ECE2017 Eposter Presentations: Adrenal and Neuroendocrine Tumours Endocrine tumours and neoplasia (50 abstracts)
1Division of Endocrinology and Nutrition, Doctor Negrin University Hospital of Las Palmas de Gran Canaria, Las Palmas de Gran Canaria, Spain; 2Primary Care Center of Guia, Doctor Negrin University Hospital of Gran Canaria, Las Palmas de Gran Canaria, Spain.
Clinical Case: A hypertensive 60-year-old woman with nephroangiosclerotic stage IV chronic renal failure (eGFR 23.44 ml/min/1.73 m2) was referred to our hypertension clinic after the CT finding of a 26-mm left adrenal mass with adenoma density during hypertension workup, with normal right adrenal. Physical exam was unremarkable except for BP 167/98 mmHg. Plasma aldosterone was 353 ng/ml, PRA 1.3 ng/ml/h, ratio 90.2, K+3.1 mEq/l, and metanephrines were normal. Primary aldosteronism was confirmed by standard captopril test. Adrenal vein sampling showed full left lateralization of aldosterone secretion. The patient underwent laparoscopic adrenectomy, and a 21-g left adrenal -including a 4-cm adenoma with clean margins- was removed. One month after surgery, K+, aldosterone and ARP were normal, and BP was controlled with manidipine 20 mg.
One year later, BP and plasma K+ were still controlled but the patient showed again a pattern of primary aldosteronism with aldosterone 747 ng/ml, PRA 0.9 ng/ml/h, ratio 83.0. A new CT showed absent left adrenal, and a 17×11 mm mass in the right adrenal, with adenoma density. Low-dose (12.5 mg) spironolactone was added to the treatment, but surgery was deferred.
Diagnosis: Primary aldosteronism caused by aldosterone-producing adenoma (LitynskiConn syndrome), with contralateral recurrence after one year. Secondary hypertension with nephroangiosclerotic stage IV chronic renal failure.

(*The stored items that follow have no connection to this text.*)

//! chwire configuration
//!
//! TOML configuration for the client and the bulk loader. Every section is
//! optional; an empty file connects to `127.0.0.1:9000` as `default`.
//!
//! # Parsing
//!
//! ```
//! use chwire_config::Config;
//! use std::str::FromStr;
//!
//! let config = Config::from_str("[clickhouse]\naddr = \"ch-1:9000\"").unwrap();
//! assert_eq!(config.clickhouse.addr, "ch-1:9000");
//! ```
//!
//! # Example Config
//!
//! ```toml
//! [clickhouse]
//! addr = "127.0.0.1:9000"
//! database = "default"
//! username = "default"
//! dial_timeout = "10s"
//!
//! [pool]
//! max_open_conns = 8
//! max_idle_conns = 8
//! conn_max_lifetime = "1h"
//!
//! [settings]
//! insert_deduplicate = false
//!
//! [log]
//! level = "info"
//!
//! [loader]
//! table = "example"
//! concurrency = 8
//! ```

mod clickhouse;
mod error;
mod loader;
mod logging;
mod pool;
mod validation;

use std::fs;
use std::path::Path;
use std::str::FromStr;

pub use clickhouse::{ClickHouseConfig, SettingValue, Settings};
pub use error::{ConfigError, Result};
pub use loader::LoaderConfig;
pub use logging::{LogConfig, LogFormat, LogLevel};
pub use pool::PoolConfig;

use serde::Deserialize;

/// Main configuration structure
#[derive(Debug, Clone, Default, Deserialize)]
#[serde(default)]
pub struct Config {
    /// Server address, credentials and timeouts
    pub clickhouse: ClickHouseConfig,

    pub pool: PoolConfig,

    /// Query settings sent with every query
    pub settings: Settings,

    pub log: LogConfig,

    /// Workload for the loader binary
    pub loader: LoaderConfig,
}

impl Config {
    /// Load configuration from a TOML file
    ///
    /// # Errors
    ///
    /// Returns error if the file cannot be read, is not valid TOML, or
    /// fails validation.
    pub fn from_file<P: AsRef<Path>>(path: P) -> Result<Self> {
        let path = path.as_ref();
        let contents = fs::read_to_string(path).map_err(|e| ConfigError::IoError {
            path: path.display().to_string(),
            source: e,
        })?;

        Self::from_str(&contents)
    }

    /// Re-check after command-line overrides have been applied
    pub fn validate(&self) -> Result<()> {
        validation::validate_config(self)
    }

    /// Settings as name/value strings, in name order
    pub fn settings(&self) -> impl Iterator<Item = (&str, String)> + '_ {
        self.settings
            .iter()
            .map(|(name, value)| (name.as_str(), value.to_string()))
    }

    fn parse(s: &str) -> Result<Self> {
        let config: Config = toml::from_str(s)?;
        config.validate()?;
        Ok(config)
    }
}

impl FromStr for Config {
    type Err = ConfigError;

    fn from_str(s: &str) -> Result<Self> {
        Self::parse(s)
    }
}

Commentary: Contralateral recurrence of an aldosterone-producing adenoma in a previously normal adrenal after a complete surgical removal is exceedingly rare, particularly after such a short follow-up. The differential diagnosis would include familial type II aldosteronism (as types I and III usually cause severe hypertension in the pediatric age and associate normal or bilaterally hyperplastic adrenals but not adenomas, while type II may associate adenomas in adult patients) but as there is no known genetic marker for this condition, confirmation is not possible at this point.